● EXERCISE AIM: From the entries below, return exactly the lines beginning at the one that contains "self.clip_x_max = x_max;" and ending at the one that contains "self.band_min_y = y_min;", both of them included, and only those lines.

EXERCISE INPUTS Start Marker

//! Sub-pixel cell buffer (spec §4.3, component C3).
//!
//! FreeType's `grays` rasterizer keeps a linked list of cells per scanline
//! using raw pointers and a pool; per §9's redesign note this is
//! reimplemented as an arena `Vec<Cell>` plus `Vec<u32>` row-head indices,
//! with `u32::MAX` as the list-terminator sentinel. Index-based lists are
//! cache-friendly and avoid unsafe pointer juggling. The free-list-style
//! reuse is grounded in the teacher's `canvas/buffer_pool.rs`
//! (`BufferPool::acquire`/`release`) generalized from whole buffers to
//! individual pool slots.

use crate::error::{RasterError, Result};

/// Sentinel marking the end of a per-row cell list, or an unset
/// `current_cell` pointer.
pub const NULL: u32 = u32::MAX;

/// A sub-pixel accumulator for one pixel within one scan-conversion run
/// (spec §3). `area` is signed, in units of `2 * subpixel^2`; `cover`
/// sums vertical crossings leaving the pixel.
///
/// `Pod`/`Zeroable` (the teacher's `canvas/gpu/types.rs` marks every
/// GPU-bound vertex/uniform struct this way) let a debug or atlas-upload
/// caller `bytemuck::cast_slice` a row's cells straight to bytes without a
/// serialization pass.
#[derive(Debug, Copy, Clone, Default, bytemuck::Pod, bytemuck::Zeroable)]
#[repr(C)]
pub struct Cell {
    pub x: i32,
    pub area: i32,
    pub cover: i32,
    pub next: u32,
}

/// Pool-backed per-scanline cell storage for one rasterization band
/// (spec §4.3).
pub struct CellBuffer {
    pool: Vec<Cell>,
    pool_cap: usize,
    /// `y_cells[y - band_min_y]` heads the sorted list of cells on row `y`.
    y_cells: Vec<u32>,
    band_min_y: i32,
    band_max_y: i32,
    clip_x_min: i32,
    clip_y_min: i32,
    clip_x_max: i32,
    clip_y_max: i32,
    pub min_x: i32,
    pub max_x: i32,
    pub min_y: i32,
    pub max_y: i32,
    current_cell: u32,
    current_x: i32,
    current_y: i32,
}

impl CellBuffer {
    /// Creates a buffer with room for `pool_cap` cells.
    pub fn new(pool_cap: usize) -> Self {
        CellBuffer {
            pool: Vec::with_capacity(pool_cap),
            pool_cap,
            y_cells: Vec::new(),
            band_min_y: 0,
            band_max_y: 0,
            clip_x_min: i32::MIN,
            clip_y_min: i32::MIN,
            clip_x_max: i32::MAX,
            clip_y_max: i32::MAX,
            min_x: i32::MAX,
            max_x: i32::MIN,
            min_y: i32::MAX,
            max_y: i32::MIN,
            current_cell: NULL,
            current_x: 0,
            current_y: 0,
        }
    }

    /// Installs the active clip rectangle (inclusive on the min side,
    /// exclusive on the max side — i.e. `[x_min, x_max) x [y_min, y_max)`).
    pub fn set_clip(&mut self, x_min: i32, y_min: i32, x_max: i32, y_max: i32) {
        self.clip_x_min = x_min;
        self.clip_y_min = y_min;
        self.clip_x_max = x_max;
        self.clip_y_max = y_max;
    }

    /// Installs a new scan band `[y_min, y_max)`, reallocating the row-head
    /// table.
    pub fn set_band_bounds(&mut self, y_min: i32, y_max: i32) {
        self.band_min_y = y_min;
        self.band_max_y = y_max;
        let height = (y_max - y_min).max(0) as usize;
        self.y_cells = vec![NULL; height];
    }

    /// Empties all cell lists and resets accumulated bounds, without
    /// touching the band/clip rectangle.
    pub fn reset(&mut self) {
        self.pool.clear();
        for head in self.y_cells.iter_mut() {
            *head = NULL;
        }
        self.min_x = i32::MAX;
        self.max_x = i32::MIN;
        self.min_y = i32::MAX;
        self.max_y = i32::MIN;
        self.current_cell = NULL;
    }

    pub fn pool_used(&self) -> usize {
        self.pool.len()
    }

    pub fn pool_cap(&self) -> usize {
        self.pool_cap
    }

    /// Converts a fixed-point coordinate to an integer pixel cell and makes
    /// it the current cell, clipping to the band and clip rectangle. If the
    /// target pixel lies outside either, `current_cell` becomes `None` and
    /// subsequent [`CellBuffer::add_area`] calls are no-ops.
    ///
    /// Returns `Err(RasterError::PoolOverflow)` if a new cell is needed but
    /// the pool is exhausted.
    pub fn set_current_cell(&mut self, x: i32, y: i32) -> Result<()> {
        if x < self.clip_x_min
            || x >= self.clip_x_max
            || y < self.clip_y_min
            || y >= self.clip_y_max
            || y < self.band_min_y
            || y >= self.band_max_y
        {
            self.current_cell = NULL;
            return Ok(());
        }

        let row = (y - self.band_min_y) as usize;
        let mut prev: Option<u32> = None;
        let mut cursor = self.y_cells[row];

        loop {
            if cursor == NULL {
                break;
            }
            let existing_x = self.pool[cursor as usize].x;
            if existing_x >= x {
                break;
            }
            prev = Some(cursor);
            cursor = self.pool[cursor as usize].next;
        }

        if cursor != NULL && self.pool[cursor as usize].x == x {
            self.current_cell = cursor;
        } else {
            if self.pool.len() >= self.pool_cap {
                return Err(RasterError::PoolOverflow { retries: 0 });
            }
            let new_index = self.pool.len() as u32;
            self.pool.push(Cell { x, area: 0, cover: 0, next: cursor });
            match prev {
                Some(p) => self.pool[p as usize].next = new_index,
                None => self.y_cells[row] = new_index,
            }
            self.current_cell = new_index;
        }

        self.current_x = x;
        self.current_y = y;
        self.min_x = self.min_x.min(x);
        self.max_x = self.max_x.max(x);
        self.min_y = self.min_y.min(y);
        self.max_y = self.max_y.max(y);
        Ok(())
    }

    /// Adds to the current cell's area/cover accumulators. A no-op if the
    /// current cell is unset (pixel outside band/clip).
    pub fn add_area(&mut self, delta_area: i32, delta_cover: i32) {
        if self.current_cell == NULL {
            return;
        }
        let cell = &mut self.pool[self.current_cell as usize];
        cell.area += delta_area;
        cell.cover += delta_cover;
    }

    pub fn current_xy(&self) -> (i32, i32) {
        (self.current_x, self.current_y)
    }

    pub fn has_current_cell(&self) -> bool {
        self.current_cell != NULL
    }

    /// Iterates band rows top-to-bottom, yielding `(y, cells)` where
    /// `cells` is the row's cell list in ascending `x` order.
    pub fn iterate_cells(&self) -> impl Iterator<Item = (i32, Vec<Cell>)> + '_ {
        (0..self.y_cells.len()).filter_map(move |row| {
            let mut head = self.y_cells[row];
            if head == NULL {
                return None;
            }
            let mut cells = Vec::new();
            while head != NULL {
                let c = self.pool[head as usize];
                cells.push(c);
                head = c.next;
            }
            Some((self.band_min_y + row as i32, cells))
        })
    }

    pub fn band_bounds(&self) -> (i32, i32) {
        (self.band_min_y, self.band_max_y)
    }
}

#[cfg(test)]
mod tests {
    use super::*;

    #[test]
    fn row_lists_stay_strictly_ascending_in_x() {
        let mut cb = CellBuffer::new(64);
        cb.set_clip(0, 0, 100, 100);
        cb.set_band_bounds(0, 100);
        for &x in &[5, 1, 3, 1, 9, 3] {
            cb.set_current_cell(x, 10).unwrap();
            cb.add_area(1, 1);
        }
        let (_, cells) = cb.iterate_cells().next().unwrap();
        let xs: Vec<i32> = cells.iter().map(|c| c.x).collect();
        let mut sorted = xs.clone();
        sorted.sort();
        sorted.dedup();
        assert_eq!(xs, sorted);
    }

    #[test]
    fn out_of_clip_cell_is_a_noop() {
        let mut cb = CellBuffer::new(16);
        cb.set_clip(0, 0, 10, 10);
        cb.set_band_bounds(0, 10);
        cb.set_current_cell(50, 50).unwrap();
        assert!(!cb.has_current_cell());
        cb.add_area(100, 100); // must not panic
        assert!(cb.iterate_cells().next().is_none());
    }

    #[test]
    fn pool_overflow_is_reported() {
        let mut cb = CellBuffer::new(1);
        cb.set_clip(0, 0, 100, 100);
        cb.set_band_bounds(0, 100);
        cb.set_current_cell(1, 1).unwrap();
        let err = cb.set_current_cell(2, 1);
        assert!(matches!(err, Err(RasterError::PoolOverflow { .. })));
    }

    #[test]
    fn reset_clears_lists_and_bounds() {
        let mut cb = CellBuffer::new(16);
        cb.set_clip(0, 0, 100, 100);
        cb.set_band_bounds(0, 100);
        cb.set_current_cell(1, 1).unwrap();
        cb.add_area(5, 5);
        cb.reset();
        assert_eq!(cb.pool_used(), 0);
        assert!(cb.iterate_cells().next().is_none());
        assert_eq!(cb.min_x, i32::MAX);
    }
}
/// Renders the portion of a line contained within a single scanline row,
/// splitting at column boundaries (spec §4.4).
fn render_hline(cells: &mut CellBuffer, ey: i32, x1: Fixed, y1: Fixed, x2: Fixed, y2: Fixed) -> Result<()> {
    let shift = crate::fixed::PIXEL_BITS;
    let scale = ONE_PIXEL;
    let mask = scale - 1;

    let ex1 = (x1 >> shift) as i32;
    let ex2 = (x2 >> shift) as i32;
    let fx1 = x1 & mask;
    let fx2 = x2 & mask;

    if y1 == y2 {
        cells.set_current_cell(ex2, ey)?;
        return Ok(());
    }

    if ex1 == ex2 {
        let delta = y2 - y1;
        cells.add_area(((fx1 + fx2) * delta) as i32, delta as i32);
        return Ok(());
    }

    let mut dx = x2 - x1;
    let mut incr = 1i64;
    let mut p = (scale - fx1) * (y2 - y1);
    let mut first = scale;
    if dx < 0 {
        p = fx1 * (y2 - y1);
        first = 0;
        incr = -1;
        dx = -dx;
    }

    let mut delta = p / dx;
    let mut modulo = p % dx;
    if modulo < 0 {
        delta -= 1;
        modulo += dx;
    }

    cells.add_area(((fx1 + first) * delta) as i32, delta as i32);

    let mut ex1m = ex1 + incr as i32;
    cells.set_current_cell(ex1m, ey)?;
    let mut y = y1 + delta;

    if ex1m != ex2 {
        let p2 = scale * (y2 - y + delta);
        let mut lift = p2 / dx;
        let mut rem = p2 % dx;
        if rem < 0 {
            lift -= 1;
            rem += dx;
        }
        modulo -= dx;

        while ex1m != ex2 {
            let mut d = lift;
            modulo += rem;
            if modulo >= 0 {
                modulo -= dx;
                d += 1;
            }
            cells.add_area((scale * d) as i32, d as i32);
            y += d;
            ex1m += incr as i32;
            cells.set_current_cell(ex1m, ey)?;
        }
    }
    let delta_final = y2 - y;
    cells.add_area(((fx2 + scale - first) * delta_final) as i32, delta_final as i32);
    Ok(())
}

/// Maps an accumulated raw coverage value (`cover * 2 * ONE_PIXEL - area`)
/// into a clamped `0..255` gray level for the requested fill rule
/// (spec §4.4).
fn coverage_from_raw(raw: i64, fill_rule: FillRule) -> u8 {
    let c = (raw.unsigned_abs() >> 9) as i64;
    match fill_rule {
        FillRule::NonZero => c.min(255) as u8,
        FillRule::EvenOdd => {
            let m = c % 512;
            let v = if m >= 256 { 511 - m } else { m };
            v.clamp(0, 255) as u8
        }
    }
}

fn sweep_row(row_cells: &[Cell], width: i32, fill_rule: FillRule, out_row: &mut [u8]) {
    let mut cover: i64 = 0;
    let mut x_cursor: i32 = 0;

    for cell in row_cells {
        if cell.x > x_cursor && cover != 0 {
            let raw = cover * 2 * ONE_PIXEL;
            let gray = coverage_from_raw(raw, fill_rule);
            if gray != 0 {
                let from = x_cursor.clamp(0, width) as usize;
                let to = cell.x.clamp(0, width) as usize;
                for slot in out_row[from..to].iter_mut() {
                    *slot = gray;
                }
            }
        }
        cover += cell.cover as i64;
        let raw = cover * 2 * ONE_PIXEL - cell.area as i64;
        let gray = coverage_from_raw(raw, fill_rule);
        if cell.x >= 0 && cell.x < width {
            out_row[cell.x as usize] = gray;
        }
        x_cursor = cell.x + 1;
    }

    if cover != 0 && x_cursor < width {
        let raw = cover * 2 * ONE_PIXEL;
        let gray = coverage_from_raw(raw, fill_rule);
        if gray != 0 {
            let from = x_cursor.clamp(0, width) as usize;
            for slot in out_row[from..width as usize].iter_mut() {
                *slot = gray;
            }
        }
    }
}

/// Renders `[y0, y1)` of `contours` into `out` (a `width * total_rows`
/// Gray8 buffer), retrying with a halved band on pool overflow
/// (spec §4.3 "pool-overflow protocol").
#[allow(clippy::too_many_arguments)]
fn render_band(
    cells: &mut CellBuffer,
    contours: &[Vec<Point>],
    width: i32,
    y0: i32,
    y1: i32,
    fill_rule: FillRule,
    out: &mut [u8],
    out_width: usize,
    halvings_left: u32,
) -> Result<()> {
    if y1 <= y0 {
        return Ok(());
    }
    cells.reset();
    cells.set_clip(0, i32::MIN, width, i32::MAX);
    cells.set_band_bounds(y0, y1);

    match render_contours(cells, contours) {
        Ok(()) => {
            for (y, row_cells) in cells.iterate_cells() {
                if y < 0 {
                    continue;
                }
                let out_row = &mut out[y as usize * out_width..(y as usize + 1) * out_width];
                sweep_row(&row_cells, width, fill_rule, out_row);
            }
            Ok(())
        }
        Err(RasterError::PoolOverflow { .. }) => {
            if halvings_left == 0 || y1 - y0 <= 1 {
                let requested_bytes = cells.pool_cap() * std::mem::size_of::<Cell>();
                return Err(RasterError::OutOfMemory { requested_bytes });
            }
            let mid = y0 + (y1 - y0) / 2;
            render_band(cells, contours, width, y0, mid, fill_rule, out, out_width, halvings_left - 1)?;
            render_band(cells, contours, width, mid, y1, fill_rule, out, out_width, halvings_left - 1)
        }
        Err(e) => Err(e),
    }
}

/// Default cell pool capacity: generous for typical glyph complexity while
/// still triggering the overflow/halving protocol under stress tests.
pub const DEFAULT_POOL_CAPACITY: usize = 1 << 16;

/// A reusable rasterizer instance. Owns the cell pool and scratch
/// flattening/coverage buffers; cheap to reset and reuse across renders
/// (spec §5: "transient flattening arrays... reset between calls", never
/// reallocated mid-scan).
pub struct Rasterizer {
    cells: CellBuffer,
    /// Flattened device-space contours from the most recent call; outer and
    /// inner `Vec`s keep their capacity across calls, only their length is
    /// reset (spec §5 "Memory discipline").
    contour_scratch: Vec<Vec<Point>>,
    /// Gray8 coverage scratch, sized to the largest `width * rows` rendered
    /// so far; reused instead of reallocated on subsequent, equal-or-smaller
    /// renders.
    coverage_scratch: Vec<u8>,
}

impl Default for Rasterizer {
    fn default() -> Self {
        Self::new()
    }
}

impl Rasterizer {
    pub fn new() -> Self {
        Self::with_pool_capacity(DEFAULT_POOL_CAPACITY)
    }

    pub fn with_pool_capacity(cap: usize) -> Self {
        Rasterizer { cells: CellBuffer::new(cap), contour_scratch: Vec::new(), coverage_scratch: Vec::new() }
    }

    /// Rasterizes `path` into a coverage buffer of `width * rows` Gray8
    /// pixels (no pixel-mode packing yet), banding internally when `rows`
    /// exceeds [`MAX_BAND_HEIGHT`]. Returns a borrow of the rasterizer's
    /// reused coverage scratch buffer.
    fn rasterize_coverage(
        &mut self,
        path: &Path,
        width: u32,
        rows: u32,
        transform: &Transform,
        fill_rule: FillRule,
    ) -> Result<&[u8]> {
        let len = width as usize * rows as usize;
        self.coverage_scratch.clear();
        self.coverage_scratch.resize(len, 0);

        let contour_count = decompose_to_device_contours(path, transform, DEFAULT_FLATTEN_EPS, &mut self.contour_scratch);
        if contour_count == 0 {
            return Ok(&self.coverage_scratch);
        }

        let mut y0 = 0i32;
        let total = rows as i32;
        while y0 < total {
            let y1 = (y0 + MAX_BAND_HEIGHT).min(total);
            render_band(
                &mut self.cells,
                &self.contour_scratch[..contour_count],
                width as i32,
                y0,
                y1,
                fill_rule,
                &mut self.coverage_scratch,
                width as usize,
                MAX_HALVINGS,
            )?;
            y0 = y1;
        }
        Ok(&self.coverage_scratch)
    }

    /// Rasterizes `path` according to `opts`, producing a bitmap in the
    /// requested pixel mode (spec §4.4/§4.5/§6).
    pub fn rasterize(&mut self, path: &Path, opts: &RasterOptions) -> Result<Bitmap> {
        if opts.width == 0 || opts.rows == 0 {
            return Err(RasterError::InvalidDimensions { width: opts.width as i64, rows: opts.rows as i64 });
        }

        match opts.pixel_mode {
            PixelMode::Gray => {
                let transform = Transform::from_opts(opts, 1.0, 1.0);
                let cov = self.rasterize_coverage(path, opts.width, opts.rows, &transform, opts.fill_rule)?;
                Ok(format::pack_gray(cov, opts.width, opts.rows))
            }
            PixelMode::Mono => {
                let transform = Transform::from_opts(opts, 1.0, 1.0);
                let cov = self.rasterize_coverage(path, opts.width, opts.rows, &transform, opts.fill_rule)?;
                Ok(format::pack_mono(cov, opts.width, opts.rows))
            }
            PixelMode::Rgba => {
                let transform = Transform::from_opts(opts, 1.0, 1.0);
                let cov = self.rasterize_coverage(path, opts.width, opts.rows, &transform, opts.fill_rule)?;
                Ok(format::pack_rgba(cov, opts.width, opts.rows, [0, 0, 0, 255]))
            }
            PixelMode::LcdH => {
                let transform = Transform::from_opts(opts, 3.0, 1.0);
                let cov = self.rasterize_coverage(path, opts.width * 3, opts.rows, &transform, opts.fill_rule)?;
                Ok(format::pack_lcd_h(cov, opts.width, opts.rows, &format::DEFAULT_LCD_WEIGHTS, false))
            }
            PixelMode::LcdV => {
                let transform = Transform::from_opts(opts, 1.0, 3.0);
                let cov = self.rasterize_coverage(path, opts.width, opts.rows * 3, &transform, opts.fill_rule)?;
                Ok(format::pack_lcd_v(cov, opts.width, opts.rows, &format::DEFAULT_LCD_WEIGHTS, false))
            }
        }
    }
}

EXERCISE INPUTS End Marker

● RESULT OF THIS EXERCISE:
        self.clip_x_max = x_max;
        self.clip_y_max = y_max;
    }

    /// Installs a new scan band `[y_min, y_max)`, reallocating the row-head
    /// table.
    pub fn set_band_bounds(&mut self, y_min: i32, y_max: i32) {
        self.band_min_y = y_min;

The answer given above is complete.